== Problem to work on ==
From the entries below, pull out each line where "degrees" appears.

◇ ◇ ◇ ◇

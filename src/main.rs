mod cli;
mod mcp;

use anyhow::{anyhow, Context as _, Result};
use clap::Parser;
use cli::{Cli, Commands};
use pdftask::tasks::{
    annotate, compress, decrypt, delete_pages, encrypt, extract_text, html_to_pdf, images_to_pdf,
    merge, metadata, ocr, pdf_to_images, rotate, split, watermark,
};
use pdftask::{Config, TaskContext, TaskKind};
use serde::Serialize;
use std::io::Read;
use std::sync::Arc;
use tracing::debug;

#[tokio::main]
async fn main() -> Result<()> {
    // stdout carries results and the MCP protocol, so logs go to stderr
    tracing_subscriber::fmt()
        .with_env_filter(
            tracing_subscriber::EnvFilter::try_from_default_env()
                .unwrap_or_else(|_| tracing_subscriber::EnvFilter::new("info")),
        )
        .with_writer(std::io::stderr)
        .init();

    let cli = Cli::parse();
    let config = Arc::new(Config::load(cli.config.as_deref())?);

    match cli.command {
        Commands::Serve => mcp::run_server(config).await?,
        Commands::Run { task, params } => {
            let value = read_params(&params)?;
            execute(task, config, |ctx| task.run_json(value, ctx))?
        }
        Commands::Split(p) => execute(TaskKind::Split, config, |ctx| split::run(p, ctx))?,
        Commands::DeletePages(p) => {
            execute(TaskKind::DeletePages, config, |ctx| delete_pages::run(p, ctx))?
        }
        Commands::Rotate(p) => execute(TaskKind::Rotate, config, |ctx| rotate::run(p, ctx))?,
        Commands::Merge(p) => execute(TaskKind::Merge, config, |ctx| merge::run(p, ctx))?,
        Commands::Watermark(p) => {
            execute(TaskKind::Watermark, config, |ctx| watermark::run(p, ctx))?
        }
        Commands::Annotate(p) => execute(TaskKind::Annotate, config, |ctx| annotate::run(p, ctx))?,
        Commands::Encrypt(p) => execute(TaskKind::Encrypt, config, |ctx| encrypt::run(p, ctx))?,
        Commands::Decrypt(p) => execute(TaskKind::Decrypt, config, |ctx| decrypt::run(p, ctx))?,
        Commands::ExtractText(p) => {
            execute(TaskKind::ExtractText, config, |ctx| extract_text::run(p, ctx))?
        }
        Commands::Compress(p) => execute(TaskKind::Compress, config, |ctx| compress::run(p, ctx))?,
        Commands::Ocr(p) => execute(TaskKind::Ocr, config, |ctx| ocr::run(p, ctx))?,
        Commands::HtmlToPdf(p) => {
            execute(TaskKind::HtmlToPdf, config, |ctx| html_to_pdf::run(p, ctx))?
        }
        Commands::ImagesToPdf(p) => {
            execute(TaskKind::ImagesToPdf, config, |ctx| images_to_pdf::run(p, ctx))?
        }
        Commands::PdfToImages(p) => {
            execute(TaskKind::PdfToImages, config, |ctx| pdf_to_images::run(p, ctx))?
        }
        Commands::Metadata(p) => execute(TaskKind::Metadata, config, |ctx| metadata::run(p, ctx))?,
    }

    Ok(())
}

/// Run one task and print its result as pretty JSON.
fn execute<O, F>(kind: TaskKind, config: Arc<Config>, task: F) -> Result<()>
where
    O: Serialize,
    F: FnOnce(&TaskContext) -> pdftask::Result<O>,
{
    let ctx = TaskContext::new(config).with_progress(|value| debug!(progress = value, "Progress"));
    let output = task(&ctx).map_err(|e| anyhow!(kind.describe_failure(&e)))?;
    println!("{}", serde_json::to_string_pretty(&output)?);
    Ok(())
}

fn read_params(source: &str) -> Result<serde_json::Value> {
    let text = if source == "-" {
        let mut text = String::new();
        std::io::stdin()
            .read_to_string(&mut text)
            .context("Failed to read parameters from stdin")?;
        text
    } else {
        std::fs::read_to_string(source)
            .with_context(|| format!("Failed to read parameters from {}", source))?
    };
    serde_json::from_str(&text).context("Parameters are not valid JSON")
}
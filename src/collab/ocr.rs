use super::{locate, run_tool};
use crate::error::Result;
use serde::Serialize;
use std::ffi::OsStr;
use std::path::{Path, PathBuf};
use tracing::{debug, instrument};

/// A word found on a page image. Coordinates are pixels from the top-left.
#[derive(Debug, Clone, PartialEq, Serialize)]
pub struct RecognizedWord {
    pub text: String,
    pub left: f32,
    pub top: f32,
    pub width: f32,
    pub height: f32,
    /// 0-100; negative when the engine reports none.
    pub confidence: f32,
}

pub trait TextRecognizer {
    fn recognize(&self, image: &Path, language: &str) -> Result<Vec<RecognizedWord>>;
}

#[derive(Debug, Clone, Default)]
pub struct Tesseract {
    path: Option<PathBuf>,
}

impl Tesseract {
    pub fn new(path: Option<PathBuf>) -> Self {
        Tesseract { path }
    }
}

impl TextRecognizer for Tesseract {
    #[instrument(skip(self), fields(image = %image.display()))]
    fn recognize(&self, image: &Path, language: &str) -> Result<Vec<RecognizedWord>> {
        let program = locate("tesseract", self.path.as_deref())?;
        let output = run_tool(
            "tesseract",
            &program,
            [
                image.as_os_str(),
                OsStr::new("stdout"),
                OsStr::new("-l"),
                OsStr::new(language),
                OsStr::new("tsv"),
            ],
        )?;
        let words = parse_tsv(&String::from_utf8_lossy(&output.stdout));
        debug!(words = words.len(), "Page recognized");
        Ok(words)
    }
}

/// Word rows of tesseract's TSV output.
///
/// Columns: level, page_num, block_num, par_num, line_num, word_num, left,
/// top, width, height, conf, text. Only level 5 rows are words.
pub fn parse_tsv(tsv: &str) -> Vec<RecognizedWord> {
    tsv.lines()
        .filter_map(|line| {
            let cols: Vec<&str> = line.splitn(12, '\t').collect();
            if cols.len() < 12 || cols[0].trim() != "5" {
                return None;
            }
            let text = cols[11].trim();
            if text.is_empty() {
                return None;
            }
            let num = |i: usize| cols[i].trim().parse::<f32>().ok();
            Some(RecognizedWord {
                text: text.to_string(),
                left: num(6)?,
                top: num(7)?,
                width: num(8)?,
                height: num(9)?,
                confidence: num(10)?,
            })
        })
        .collect()
}
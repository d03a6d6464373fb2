//! Assembling new documents page by page.

use crate::error::Result;
use lopdf::content::Content;
use lopdf::{dictionary, Dictionary, Document, Object, ObjectId, Stream};

/// Builds a fresh document with a flat page tree.
pub struct PdfBuilder {
    doc: Document,
    pages_id: ObjectId,
    kids: Vec<Object>,
}

impl Default for PdfBuilder {
    fn default() -> Self {
        Self::new()
    }
}

impl PdfBuilder {
    pub fn new() -> Self {
        let mut doc = Document::with_version("1.5");
        let pages_id = doc.new_object_id();
        PdfBuilder {
            doc,
            pages_id,
            kids: Vec::new(),
        }
    }

    /// Access to the document under construction, e.g. to add image XObjects.
    pub fn document_mut(&mut self) -> &mut Document {
        &mut self.doc
    }

    pub fn page_count(&self) -> usize {
        self.kids.len()
    }

    /// Append a `width` x `height` point page drawing `content` with `resources`.
    pub fn add_page(
        &mut self,
        width: f32,
        height: f32,
        content: Content,
        resources: Dictionary,
    ) -> Result<ObjectId> {
        let mut stream = Stream::new(Dictionary::new(), content.encode()?);
        stream.compress()?;
        let content_id = self.doc.add_object(stream);
        let page_id = self.doc.add_object(dictionary! {
            "Type" => "Page",
            "Parent" => self.pages_id,
            "MediaBox" => vec![0.into(), 0.into(), width.into(), height.into()],
            "Contents" => content_id,
            "Resources" => resources,
        });
        self.kids.push(page_id.into());
        Ok(page_id)
    }

    /// Close the page tree and catalog.
    pub fn finish(mut self) -> Document {
        let count = self.kids.len() as i64;
        self.doc.objects.insert(
            self.pages_id,
            Object::Dictionary(dictionary! {
                "Type" => "Pages",
                "Kids" => self.kids,
                "Count" => count,
            }),
        );
        let catalog_id = self.doc.add_object(dictionary! {
            "Type" => "Catalog",
            "Pages" => self.pages_id,
        });
        self.doc.trailer.set("Root", catalog_id);
        self.doc
    }
}

/// Set entries of the document information dictionary, creating it if needed.
pub fn set_info(doc: &mut Document, entries: &[(&str, &str)]) -> Result<()> {
    if entries.is_empty() {
        return Ok(());
    }

    let existing = match doc.trailer.get(b"Info") {
        Ok(Object::Reference(id)) => Some(*id),
        _ => None,
    };
    let info_id = match existing {
        Some(id) => id,
        None => {
            let id = doc.add_object(Dictionary::new());
            doc.trailer.set("Info", id);
            id
        }
    };

    let info = doc.get_dictionary_mut(info_id)?;
    for (key, value) in entries {
        info.set(*key, lopdf::text_string(value));
    }
    Ok(())
}
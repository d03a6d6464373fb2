use super::file_stem;
use crate::context::TaskContext;
use crate::error::Result;
use crate::pdf::document::ensure_parent_dir;
use crate::pdf::text::{extract_text_pages, simplify_layout, PageText};
use crate::pdf::PdfDocument;
use rmcp::schemars;
use serde::{Deserialize, Serialize};
use std::path::PathBuf;
use tracing::{info, instrument};

#[derive(Debug, Clone, Deserialize, clap::Args, schemars::JsonSchema)]
pub struct Params {
    #[arg(long)]
    pub pdf_path: PathBuf,
    /// Markdown file to write (default: <temp dir>/<name>_extracted.md)
    #[arg(long)]
    pub output_file: Option<PathBuf>,
    /// Pages to extract (default "all")
    #[arg(long)]
    pub page_range: Option<String>,
    /// Keep the extractor's line layout; when false, whitespace is collapsed
    #[arg(long, action = clap::ArgAction::Set)]
    pub preserve_formatting: Option<bool>,
}

#[derive(Debug, Clone, Serialize)]
pub struct Output {
    pub markdown_file: PathBuf,
    pub pages_processed: usize,
}

#[instrument(skip_all, fields(pdf = %params.pdf_path.display()))]
pub fn run(params: Params, ctx: &TaskContext) -> Result<Output> {
    let pdf = PdfDocument::open(&params.pdf_path)?;
    let expression = params.page_range.as_deref().unwrap_or("all");
    let selected = ctx.selector().parse_as_set(expression, pdf.page_count())?;
    let preserve = params
        .preserve_formatting
        .unwrap_or(ctx.defaults().preserve_formatting);

    let mut progress = ctx.progress(selected.len()).with_ceiling(90.0);
    progress.checkpoint()?;
    let pages = extract_text_pages(&params.pdf_path, &selected.page_numbers())?;

    let mut sections = Vec::with_capacity(pages.len());
    for page in &pages {
        progress.checkpoint()?;
        if let Some(section) = page_section(page, preserve) {
            sections.push(section);
        }
        progress.advance();
    }

    let markdown_file = params.output_file.unwrap_or_else(|| {
        std::env::temp_dir().join(format!("{}_extracted.md", file_stem(&params.pdf_path)))
    });
    ensure_parent_dir(&markdown_file)?;
    std::fs::write(&markdown_file, sections.join("\n"))?;
    progress.finish();

    info!(pages = selected.len(), file = %markdown_file.display(), "Text extracted");
    Ok(Output {
        markdown_file,
        pages_processed: selected.len(),
    })
}

/// `## Page N` followed by the page text; pages without text are left out.
fn page_section(page: &PageText, preserve_formatting: bool) -> Option<String> {
    let text = if preserve_formatting {
        page.text.trim().to_string()
    } else {
        simplify_layout(&page.text)
    };
    if text.is_empty() {
        return None;
    }
    Some(format!("## Page {}\n{}\n", page.page, text))
}
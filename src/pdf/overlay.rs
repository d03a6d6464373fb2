//! Drawing on top of (or underneath) existing pages.
//!
//! An [`Overlay`] collects content-stream operations together with the
//! resources they use. Applying it adds a new content stream to the page
//! without decoding the page's existing content.

use crate::error::Result;
use crate::pdf::builder::PdfBuilder;
use crate::pdf::document::insert_page_resource;
use lopdf::content::{Content, Operation};
use lopdf::{dictionary, Dictionary, Document, Object, ObjectId, Stream};
use rmcp::schemars;
use serde::{Deserialize, Serialize};
use std::collections::BTreeMap;

/// Approximate advance of one character, as a fraction of the font size.
const HELVETICA_AVG_WIDTH: f32 = 0.5;
const HELVETICA_BOLD_AVG_WIDTH: f32 = 0.56;

/// Bezier handle length for approximating a quarter circle.
const KAPPA: f32 = 0.552_284_8;

#[derive(Debug, Clone, Copy, PartialEq)]
pub struct Rgb {
    pub r: f32,
    pub g: f32,
    pub b: f32,
}

impl Rgb {
    pub const BLACK: Rgb = Rgb { r: 0.0, g: 0.0, b: 0.0 };
    pub const YELLOW: Rgb = Rgb { r: 1.0, g: 1.0, b: 0.0 };

    /// Parse `#RRGGBB` or `#RGB` (the `#` is optional).
    pub fn parse_hex(color: &str) -> Option<Rgb> {
        let hex = color.trim().trim_start_matches('#');
        if !hex.is_ascii() {
            return None;
        }
        let channel = |s: &str| u8::from_str_radix(s, 16).ok().map(|v| f32::from(v) / 255.0);
        let (r, g, b) = match hex.len() {
            6 => (channel(&hex[0..2])?, channel(&hex[2..4])?, channel(&hex[4..6])?),
            3 => {
                let expand = |i: usize| channel(&hex[i..i + 1].repeat(2));
                (expand(0)?, expand(1)?, expand(2)?)
            }
            _ => return None,
        };
        Some(Rgb { r, g, b })
    }
}

/// Whether an overlay is painted below or above the existing page content.
#[derive(
    Debug,
    Clone,
    Copy,
    Default,
    PartialEq,
    Eq,
    Serialize,
    Deserialize,
    clap::ValueEnum,
    schemars::JsonSchema,
)]
#[serde(rename_all = "snake_case")]
pub enum Layer {
    Background,
    #[default]
    Foreground,
}

/// Base-14 fonts every reader ships, so nothing needs embedding.
#[derive(Debug, Clone, Copy, PartialEq, Eq, PartialOrd, Ord)]
pub enum StandardFont {
    Helvetica,
    HelveticaBold,
}

impl StandardFont {
    fn resource_name(self) -> &'static str {
        match self {
            StandardFont::Helvetica => "PtkHelv",
            StandardFont::HelveticaBold => "PtkHelvB",
        }
    }

    fn base_font(self) -> &'static str {
        match self {
            StandardFont::Helvetica => "Helvetica",
            StandardFont::HelveticaBold => "Helvetica-Bold",
        }
    }

    /// Estimated width of `text` in points.
    pub fn text_width(self, text: &str, size: f32) -> f32 {
        let per_char = match self {
            StandardFont::Helvetica => HELVETICA_AVG_WIDTH,
            StandardFont::HelveticaBold => HELVETICA_BOLD_AVG_WIDTH,
        };
        text.chars().count() as f32 * size * per_char
    }
}

#[derive(Debug, Default)]
pub struct Overlay {
    operations: Vec<Operation>,
    fonts: BTreeMap<&'static str, StandardFont>,
    states: BTreeMap<String, f32>,
    images: BTreeMap<String, ObjectId>,
}

impl Overlay {
    pub fn new() -> Self {
        Self::default()
    }

    fn op(&mut self, operator: &str, operands: Vec<Object>) -> &mut Self {
        self.operations.push(Operation::new(operator, operands));
        self
    }

    pub fn save_state(&mut self) -> &mut Self {
        self.op("q", vec![])
    }

    pub fn restore_state(&mut self) -> &mut Self {
        self.op("Q", vec![])
    }

    pub fn fill_color(&mut self, color: Rgb) -> &mut Self {
        self.op("rg", vec![color.r.into(), color.g.into(), color.b.into()])
    }

    pub fn stroke_color(&mut self, color: Rgb) -> &mut Self {
        self.op("RG", vec![color.r.into(), color.g.into(), color.b.into()])
    }

    /// Set fill and stroke opacity through an ExtGState resource.
    pub fn opacity(&mut self, alpha: f32) -> &mut Self {
        let alpha = alpha.clamp(0.0, 1.0);
        let name = format!("PtkGS{}", (alpha * 1000.0).round() as u32);
        self.states.insert(name.clone(), alpha);
        self.op("gs", vec![Object::Name(name.into_bytes())])
    }

    /// Move the origin to (`x`, `y`) and rotate counter-clockwise by `degrees`.
    pub fn translate_rotate(&mut self, x: f32, y: f32, degrees: f32) -> &mut Self {
        let (sin, cos) = degrees.to_radians().sin_cos();
        self.op(
            "cm",
            vec![cos.into(), sin.into(), (-sin).into(), cos.into(), x.into(), y.into()],
        )
    }

    /// Draw `text` with its baseline starting at (`x`, `y`).
    pub fn text(&mut self, font: StandardFont, size: f32, x: f32, y: f32, text: &str) -> &mut Self {
        self.fonts.insert(font.resource_name(), font);
        self.op("BT", vec![])
            .op("Tf", vec![Object::Name(font.resource_name().into()), size.into()])
            .op("Td", vec![x.into(), y.into()])
            .op("Tj", vec![Object::string_literal(win_ansi(text))])
            .op("ET", vec![])
    }

    /// Draw `text` horizontally centered on `x`.
    pub fn centered_text(
        &mut self,
        font: StandardFont,
        size: f32,
        x: f32,
        y: f32,
        text: &str,
    ) -> &mut Self {
        let width = font.text_width(text, size);
        self.text(font, size, x - width / 2.0, y, text)
    }

    pub fn fill_rect(&mut self, x: f32, y: f32, width: f32, height: f32) -> &mut Self {
        self.op("re", vec![x.into(), y.into(), width.into(), height.into()])
            .op("f", vec![])
    }

    pub fn stroke_rect(&mut self, x: f32, y: f32, width: f32, height: f32) -> &mut Self {
        self.op("re", vec![x.into(), y.into(), width.into(), height.into()])
            .op("S", vec![])
    }

    /// Fill and stroke a circle of `radius` around (`cx`, `cy`).
    pub fn circle(&mut self, cx: f32, cy: f32, radius: f32) -> &mut Self {
        let k = radius * KAPPA;
        self.op("m", vec![(cx + radius).into(), cy.into()]);
        let quarters = [
            [cx + radius, cy + k, cx + k, cy + radius, cx, cy + radius],
            [cx - k, cy + radius, cx - radius, cy + k, cx - radius, cy],
            [cx - radius, cy - k, cx - k, cy - radius, cx, cy - radius],
            [cx + k, cy - radius, cx + radius, cy - k, cx + radius, cy],
        ];
        for q in quarters {
            self.op("c", q.iter().map(|&v| v.into()).collect());
        }
        self.op("B", vec![])
    }

    /// Paint an image XObject into the rectangle at (`x`, `y`).
    pub fn image(
        &mut self,
        image_id: ObjectId,
        x: f32,
        y: f32,
        width: f32,
        height: f32,
    ) -> &mut Self {
        let name = format!("PtkIm{}", image_id.0);
        self.images.insert(name.clone(), image_id);
        self.save_state()
            .op(
                "cm",
                vec![width.into(), 0.into(), 0.into(), height.into(), x.into(), y.into()],
            )
            .op("Do", vec![Object::Name(name.into_bytes())])
            .restore_state()
    }

    /// Text rendering mode; 3 makes text invisible but still selectable.
    pub fn render_mode(&mut self, mode: i64) -> &mut Self {
        self.op("Tr", vec![mode.into()])
    }

    /// Resource entries by category, in the form pages store them.
    fn resource_entries(&self) -> Vec<(&'static [u8], String, Object)> {
        let mut entries: Vec<(&'static [u8], String, Object)> = Vec::new();
        for (name, font) in &self.fonts {
            let font = dictionary! {
                "Type" => "Font",
                "Subtype" => "Type1",
                "BaseFont" => font.base_font(),
                "Encoding" => "WinAnsiEncoding",
            };
            entries.push((b"Font", name.to_string(), font.into()));
        }
        for (name, alpha) in &self.states {
            let state = dictionary! {
                "Type" => "ExtGState",
                "ca" => *alpha,
                "CA" => *alpha,
            };
            entries.push((b"ExtGState", name.clone(), state.into()));
        }
        for (name, id) in &self.images {
            entries.push((b"XObject", name.clone(), Object::Reference(*id)));
        }
        entries
    }

    /// Turn the overlay into a new `width` x `height` page of `builder`.
    pub fn into_page(self, builder: &mut PdfBuilder, width: f32, height: f32) -> Result<ObjectId> {
        let mut resources = Dictionary::new();
        for (category, name, value) in self.resource_entries() {
            match resources.get_mut(category).and_then(Object::as_dict_mut) {
                Ok(dict) => dict.set(name, value),
                Err(_) => resources.set(category, dictionary! { name => value }),
            }
        }
        let content = Content {
            operations: self.operations,
        };
        builder.add_page(width, height, content, resources)
    }

    /// Register resources and splice the overlay into the page's content.
    pub fn apply(self, doc: &mut Document, page_id: ObjectId, layer: Layer) -> Result<()> {
        for (category, name, value) in self.resource_entries() {
            insert_page_resource(doc, page_id, category, &name, value)?;
        }

        let existing = page_contents(doc, page_id);
        let body = Content {
            operations: self.operations,
        }
        .encode()?;

        let mut contents = Vec::with_capacity(existing.len() + 2);
        match layer {
            Layer::Background => {
                contents.push(add_stream(doc, wrap(b"q\n", &body, b"\nQ\n"))?);
                contents.extend(existing);
            }
            Layer::Foreground if existing.is_empty() => {
                contents.push(add_stream(doc, wrap(b"q\n", &body, b"\nQ\n"))?);
            }
            Layer::Foreground => {
                // Isolate the page's graphics state so the overlay starts from a clean one
                contents.push(add_stream(doc, b"q\n".to_vec())?);
                contents.extend(existing);
                contents.push(add_stream(doc, wrap(b"Q\nq\n", &body, b"\nQ\n"))?);
            }
        }

        doc.get_dictionary_mut(page_id)?.set("Contents", contents);
        Ok(())
    }
}

fn wrap(prefix: &[u8], body: &[u8], suffix: &[u8]) -> Vec<u8> {
    [prefix, body, suffix].concat()
}

fn add_stream(doc: &mut Document, content: Vec<u8>) -> Result<Object> {
    let mut stream = Stream::new(Dictionary::new(), content);
    stream.compress()?;
    Ok(Object::Reference(doc.add_object(stream)))
}

/// The page's content streams as references, in painting order.
fn page_contents(doc: &Document, page_id: ObjectId) -> Vec<Object> {
    let Ok(page) = doc.get_dictionary(page_id) else {
        return Vec::new();
    };
    match page.get(b"Contents") {
        Ok(Object::Reference(id)) => match doc.get_object(*id) {
            Ok(Object::Array(items)) => items.clone(),
            _ => vec![Object::Reference(*id)],
        },
        Ok(Object::Array(items)) => items.clone(),
        _ => Vec::new(),
    }
}

/// Characters outside Latin-1 have no glyph in WinAnsiEncoding.
fn win_ansi(text: &str) -> Vec<u8> {
    text.chars()
        .map(|c| u8::try_from(u32::from(c)).unwrap_or(b'?'))
        .collect()
}

#[cfg(test)]
mod tests {
    use super::*;
    use crate::pdf::fixtures;

    #[test]
    fn test_parse_hex_color() {
        assert_eq!(Rgb::parse_hex("#FF0000"), Some(Rgb { r: 1.0, g: 0.0, b: 0.0 }));
        assert_eq!(Rgb::parse_hex("00ff00"), Some(Rgb { r: 0.0, g: 1.0, b: 0.0 }));
        assert_eq!(Rgb::parse_hex("#fff"), Some(Rgb { r: 1.0, g: 1.0, b: 1.0 }));
        assert_eq!(Rgb::parse_hex("#12"), None);
        assert_eq!(Rgb::parse_hex("#GG0000"), None);
    }

    #[test]
    fn test_layer_deserializes_snake_case() {
        let layer: Layer = serde_json::from_str("\"background\"").unwrap();
        assert_eq!(layer, Layer::Background);
        assert_eq!(Layer::default(), Layer::Foreground);
    }

    #[test]
    fn test_text_width_estimate() {
        let width = StandardFont::Helvetica.text_width("1234", 10.0);
        assert_eq!(width, 20.0);
    }

    #[test]
    fn test_foreground_wraps_existing_content() {
        let mut doc = fixtures::document(1);
        let page = doc.get_pages()[&1];

        let mut overlay = Overlay::new();
        overlay.opacity(0.5).fill_color(Rgb::BLACK).text(
            StandardFont::Helvetica,
            12.0,
            10.0,
            10.0,
            "DRAFT",
        );
        overlay.apply(&mut doc, page, Layer::Foreground).unwrap();

        let dict = doc.get_dictionary(page).unwrap();
        let contents = dict.get(b"Contents").unwrap().as_array().unwrap();
        assert_eq!(contents.len(), 3);

        let resources = dict.get(b"Resources").unwrap().as_dict().unwrap();
        let fonts = resources.get(b"Font").unwrap().as_dict().unwrap();
        assert!(fonts.get(b"F1").is_ok());
        assert!(fonts.get(b"PtkHelv").is_ok());
        assert!(resources.get(b"ExtGState").unwrap().as_dict().unwrap().get(b"PtkGS500").is_ok());
    }

    #[test]
    fn test_background_goes_first() {
        let mut doc = fixtures::document(1);
        let page = doc.get_pages()[&1];
        let original = page_contents(&doc, page);

        let mut overlay = Overlay::new();
        overlay.fill_rect(0.0, 0.0, 10.0, 10.0);
        overlay.apply(&mut doc, page, Layer::Background).unwrap();

        let contents = page_contents(&doc, page);
        assert_eq!(contents.len(), 2);
        assert_eq!(contents[1], original[0]);
        assert!(doc.get_page_content(page).unwrap().starts_with(b"q"));
    }

    #[test]
    fn test_into_page_carries_resources() {
        let mut builder = PdfBuilder::new();
        let mut overlay = Overlay::new();
        overlay
            .render_mode(3)
            .text(StandardFont::Helvetica, 12.0, 5.0, 5.0, "hidden")
            .opacity(0.2)
            .fill_rect(0.0, 0.0, 1.0, 1.0);
        let page = overlay.into_page(&mut builder, 200.0, 100.0).unwrap();
        let doc = builder.finish();

        let resources = doc
            .get_dictionary(page)
            .unwrap()
            .get(b"Resources")
            .unwrap()
            .as_dict()
            .unwrap();
        assert!(resources.get(b"Font").unwrap().as_dict().unwrap().get(b"PtkHelv").is_ok());
        assert!(resources.get(b"ExtGState").unwrap().as_dict().unwrap().get(b"PtkGS200").is_ok());
        let content = doc.get_page_content(page).unwrap();
        assert!(String::from_utf8_lossy(&content).contains("3 Tr"));
    }

    #[test]
    fn test_win_ansi_replaces_unmappable() {
        assert_eq!(win_ansi("Café ✓"), vec![b'C', b'a', b'f', 0xE9, b' ', b'?']);
    }
}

◇ ◇ ◇ ◇

== Response area ==
    /// Move the origin to (`x`, `y`) and rotate counter-clockwise by `degrees`.
    pub fn translate_rotate(&mut self, x: f32, y: f32, degrees: f32) -> &mut Self {
        let (sin, cos) = degrees.to_radians().sin_cos();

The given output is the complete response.